**Task details**
Copy out each line featuring the string "timestamp" from the entries beneath.

Saved entries:
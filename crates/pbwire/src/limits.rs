//! Security limits for decoding untrusted input.

/// Maximum number of bytes in a varint encoding a 64-bit value.
pub const MAX_VARINT_BYTES: usize = 10;

/// Largest field number representable in a tag (29 bits).
pub const MAX_FIELD_NUMBER: u32 = (1 << 29) - 1;

/// Maximum nesting depth for embedded messages.
///
/// Bounds stack usage when decoding adversarial input: each level of
/// nesting costs one recursive scan over the sub-span.
pub const MAX_NESTING_DEPTH: usize = 100;
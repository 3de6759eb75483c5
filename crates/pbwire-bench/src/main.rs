//! Wall-clock encode/decode benchmark over a synthetic device-reading set.

use std::time::Instant;

use pbwire::{
    DecodeError, Decoder, EncodeError, Encoder, IntWidth, Message, MessageReader, MessageWriter,
};

const DEVICE_COUNT: usize = 10_000;
const READINGS_PER_DEVICE: usize = 32;
const ROUNDS: usize = 10;

#[derive(Debug, Clone, PartialEq)]
struct Reading {
    timestamp: i64,
    value: f64,
    quality: u32,
}

impl Message for Reading {
    fn encode_fields(&self, w: &mut MessageWriter<'_>) -> Result<(), EncodeError> {
        w.write_int64(1, self.timestamp)?;
        w.write_double(2, self.value)?;
        w.write_uint32(3, self.quality)
    }

    fn decode_fields(r: &MessageReader<'_>) -> Result<Self, DecodeError> {
        Ok(Reading {
            timestamp: r.read_int64(1)?,
            value: r.read_double(2)?,
            quality: r.read_uint32(3)?,
        })
    }
}

#[derive(Debug, Clone, PartialEq)]
struct Device {
    id: u64,
    name: String,
    online: bool,
    channel_ids: Vec<i32>,
    readings: Vec<Reading>,
}

impl Message for Device {
    fn encode_fields(&self, w: &mut MessageWriter<'_>) -> Result<(), EncodeError> {
        w.write_uint64(1, self.id)?;
        w.write_string(2, &self.name)?;
        w.write_bool(3, self.online)?;
        w.write_packed_int32(4, &self.channel_ids)?;
        w.write_message_list(5, &self.readings)
    }

    fn decode_fields(r: &MessageReader<'_>) -> Result<Self, DecodeError> {
        Ok(Device {
            id: r.read_uint64(1)?,
            name: r.read_string(2)?,
            online: r.read_bool(3)?,
            channel_ids: r.read_repeated_int32(4)?,
            readings: r.read_message_list(5)?,
        })
    }
}

#[derive(Debug, Clone, PartialEq)]
struct Fleet {
    devices: Vec<Device>,
}

impl Message for Fleet {
    fn encode_fields(&self, w: &mut MessageWriter<'_>) -> Result<(), EncodeError> {
        w.write_message_list(1, &self.devices)
    }

    fn decode_fields(r: &MessageReader<'_>) -> Result<Self, DecodeError> {
        Ok(Fleet {
            devices: r.read_message_list(1)?,
        })
    }
}

fn build_fleet() -> Fleet {
    let devices = (0..DEVICE_COUNT as u64)
        .map(|i| Device {
            id: i,
            name: format!("device-{i:05}"),
            online: i % 3 != 0,
            channel_ids: (0..8).map(|c| (i as i32 * 8 + c) - 4).collect(),
            readings: (0..READINGS_PER_DEVICE as i64)
                .map(|t| Reading {
                    timestamp: 1_700_000_000 + i as i64 * 60 + t,
                    value: (i as f64) * 0.25 + t as f64,
                    quality: (t % 4) as u32,
                })
                .collect(),
        })
        .collect();
    Fleet { devices }
}

fn main() {
    let fleet = build_fleet();
    let encoder = Encoder::new(IntWidth::SixtyFour);
    let decoder = Decoder::new(IntWidth::SixtyFour);

    let bytes = encoder.encode(&fleet).expect("encode");
    println!(
        "fleet: {} devices, {} readings, {} encoded bytes",
        fleet.devices.len(),
        fleet.devices.len() * READINGS_PER_DEVICE,
        bytes.len()
    );

    let start = Instant::now();
    for _ in 0..ROUNDS {
        let encoded = encoder.encode(&fleet).expect("encode");
        std::hint::black_box(encoded);
    }
    let encode_elapsed = start.elapsed();
    let mib = bytes.len() as f64 / (1024.0 * 1024.0);
    println!(
        "encode: {:>8.2?} / round, {:.1} MiB/s",
        encode_elapsed / ROUNDS as u32,
        mib * ROUNDS as f64 / encode_elapsed.as_secs_f64()
    );

    let start = Instant::now();
    let mut decoded = None;
    for _ in 0..ROUNDS {
        decoded = Some(decoder.decode::<Fleet>(&bytes).expect("decode"));
    }
    let decode_elapsed = start.elapsed();
    println!(
        "decode: {:>8.2?} / round, {:.1} MiB/s",
        decode_elapsed / ROUNDS as u32,
        mib * ROUNDS as f64 / decode_elapsed.as_secs_f64()
    );

    assert_eq!(decoded.expect("at least one round"), fleet);
    println!("roundtrip verified");
}
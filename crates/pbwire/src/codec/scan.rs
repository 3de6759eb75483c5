//! Single-pass message scanner.
//!
//! Splits a message buffer into raw field occurrences and indexes them by
//! field number, preserving stream order. The index is built once per
//! decode and is read-only thereafter.

use rustc_hash::FxHashMap;

use crate::codec::primitives::Reader;
use crate::error::DecodeError;
use crate::model::WireType;

/// One decoded field occurrence: tag plus the payload span into the
/// owning buffer.
///
/// For length-delimited fields the span covers the payload only; the
/// length prefix is already consumed. For varint fields it covers the
/// varint bytes themselves.
#[derive(Debug, Clone, Copy, PartialEq, Eq)]
pub struct RawField {
    pub number: u32,
    pub wire_type: WireType,
    offset: usize,
    len: usize,
}

/// An ordered, field-number-indexed collection of raw field spans.
///
/// Borrows the scanned buffer; payload bytes are never copied here.
/// Immutable after construction.
#[derive(Debug, Clone)]
pub struct FieldIndex<'a> {
    buf: &'a [u8],
    entries: Vec<RawField>,
    by_number: FxHashMap<u32, Vec<usize>>,
}

impl<'a> FieldIndex<'a> {
    /// Scans a message buffer in one forward pass.
    ///
    /// Reads a tag, dispatches on the wire type to find the payload span,
    /// records the occurrence, and advances past the payload until the
    /// buffer is exhausted. Group wire types abort the scan; any short
    /// read is `Truncated`.
    pub fn scan(buf: &'a [u8]) -> Result<FieldIndex<'a>, DecodeError> {
        let mut reader = Reader::new(buf);
        let mut entries = Vec::new();
        let mut by_number: FxHashMap<u32, Vec<usize>> = FxHashMap::default();

        while !reader.is_empty() {
            let tag = reader.read_tag()?;
            let (offset, len) = match tag.wire_type {
                WireType::Varint => {
                    let start = reader.position();
                    reader.read_varint("varint field")?;
                    (start, reader.position() - start)
                }
                WireType::Fixed64 => {
                    let start = reader.position();
                    reader.read_bytes(8, "fixed64 field")?;
                    (start, 8)
                }
                WireType::Fixed32 => {
                    let start = reader.position();
                    reader.read_bytes(4, "fixed32 field")?;
                    (start, 4)
                }
                WireType::LengthDelimited => {
                    let payload = reader.read_len_prefixed("length-delimited field")?;
                    (reader.position() - payload.len(), payload.len())
                }
            };

            let index = entries.len();
            entries.push(RawField {
                number: tag.number,
                wire_type: tag.wire_type,
                offset,
                len,
            });
            by_number.entry(tag.number).or_default().push(index);
        }

        Ok(FieldIndex {
            buf,
            entries,
            by_number,
        })
    }

    /// Returns the payload bytes of an occurrence.
    #[inline]
    pub fn bytes(&self, raw: &RawField) -> &'a [u8] {
        &self.buf[raw.offset..raw.offset + raw.len]
    }

    /// Returns the last occurrence of a field number, if present.
    ///
    /// Proto3 semantics: duplicate singular fields resolve to the last
    /// value on the wire.
    pub fn last(&self, number: u32) -> Option<&RawField> {
        let indices = self.by_number.get(&number)?;
        indices.last().map(|&i| &self.entries[i])
    }

    /// Returns all occurrences of a field number in stream order.
    pub fn all(&self, number: u32) -> impl Iterator<Item = &RawField> {
        self.by_number
            .get(&number)
            .into_iter()
            .flatten()
            .map(|&i| &self.entries[i])
    }

    /// Iterates every occurrence in original stream order, ignoring
    /// field-number grouping.
    pub fn iter(&self) -> impl Iterator<Item = &RawField> {
        self.entries.iter()
    }

    /// Returns true if the field number appears at least once.
    pub fn contains(&self, number: u32) -> bool {
        self.by_number.contains_key(&number)
    }

    /// Returns the number of occurrences in the message.
    pub fn len(&self) -> usize {
        self.entries.len()
    }

    /// Returns true if the message has no fields.
    pub fn is_empty(&self) -> bool {
        self.entries.is_empty()
    }
}

#[cfg(test)]
mod tests {
    use super::*;
    use crate::codec::primitives::Writer;
    use crate::model::FieldTag;

    fn tag(number: u32, wire_type: WireType) -> FieldTag {
        FieldTag::new(number, wire_type).unwrap()
    }

    #[test]
    fn test_scan_mixed_fields() {
        let mut w = Writer::new();
        w.write_tag(tag(1, WireType::Varint));
        w.write_varint(150);
        w.write_tag(tag(2, WireType::LengthDelimited));
        w.write_len_prefixed(b"testing");
        w.write_tag(tag(3, WireType::Fixed32));
        w.write_fixed32(7);
        w.write_tag(tag(4, WireType::Fixed64));
        w.write_fixed64(9);

        let index = FieldIndex::scan(w.as_bytes()).unwrap();
        assert_eq!(index.len(), 4);

        let f1 = index.last(1).unwrap();
        assert_eq!(f1.wire_type, WireType::Varint);
        assert_eq!(index.bytes(f1), &[0x96, 0x01]); // varint 150

        let f2 = index.last(2).unwrap();
        assert_eq!(index.bytes(f2), b"testing");

        assert_eq!(index.bytes(index.last(3).unwrap()).len(), 4);
        assert_eq!(index.bytes(index.last(4).unwrap()).len(), 8);
        assert!(!index.contains(5));
    }

    #[test]
    fn test_scan_preserves_stream_order() {
        let mut w = Writer::new();
        for (number, v) in [(2u32, 10u64), (1, 20), (2, 30)] {
            w.write_tag(tag(number, WireType::Varint));
            w.write_varint(v);
        }

        let index = FieldIndex::scan(w.as_bytes()).unwrap();
        let order: Vec<u32> = index.iter().map(|f| f.number).collect();
        assert_eq!(order, vec![2, 1, 2]);

        // Keyed lookup keeps per-number insertion order
        let twos: Vec<&[u8]> = index.all(2).map(|f| index.bytes(f)).collect();
        assert_eq!(twos, vec![&[10u8][..], &[30u8][..]]);

        // Last one wins for singular reads
        assert_eq!(index.bytes(index.last(2).unwrap()), &[30]);
    }

    #[test]
    fn test_scan_rejects_groups() {
        // Tag: field 1, start-group (code 3)
        let data = [(1 << 3) | 3u8];
        let result = FieldIndex::scan(&data);
        assert!(matches!(
            result,
            Err(DecodeError::UnsupportedWireType { code: 3 })
        ));
    }

    #[test]
    fn test_scan_rejects_unknown_wire_type() {
        let data = [(1 << 3) | 6u8];
        let result = FieldIndex::scan(&data);
        assert!(matches!(
            result,
            Err(DecodeError::UnknownWireType { code: 6 })
        ));
    }

    #[test]
    fn test_scan_rejects_field_number_zero() {
        // Tag varint 0x02: field number 0, length-delimited
        let data = [0x02, 0x00];
        let result = FieldIndex::scan(&data);
        assert!(matches!(
            result,
            Err(DecodeError::InvalidFieldNumber { number: 0 })
        ));
    }

    #[test]
    fn test_scan_truncated_fixed() {
        let mut w = Writer::new();
        w.write_tag(tag(1, WireType::Fixed64));
        w.write_bytes(&[1, 2, 3]); // 5 bytes short

        let result = FieldIndex::scan(w.as_bytes());
        assert!(matches!(result, Err(DecodeError::Truncated { .. })));
    }

    #[test]
    fn test_scan_truncated_length_delimited() {
        let mut w = Writer::new();
        w.write_tag(tag(1, WireType::LengthDelimited));
        w.write_varint(1000); // declared length far beyond the buffer
        w.write_bytes(b"abc");

        let result = FieldIndex::scan(w.as_bytes());
        assert!(matches!(result, Err(DecodeError::Truncated { .. })));
    }

    #[test]
    fn test_scan_empty_buffer() {
        let index = FieldIndex::scan(&[]).unwrap();
        assert!(index.is_empty());
        assert!(index.last(1).is_none());
    }
}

**Reply**
    timestamp: i64,
        w.write_int64(1, self.timestamp)?;
            timestamp: r.read_int64(1)?,
                    timestamp: 1_700_000_000 + i as i64 * 60 + t,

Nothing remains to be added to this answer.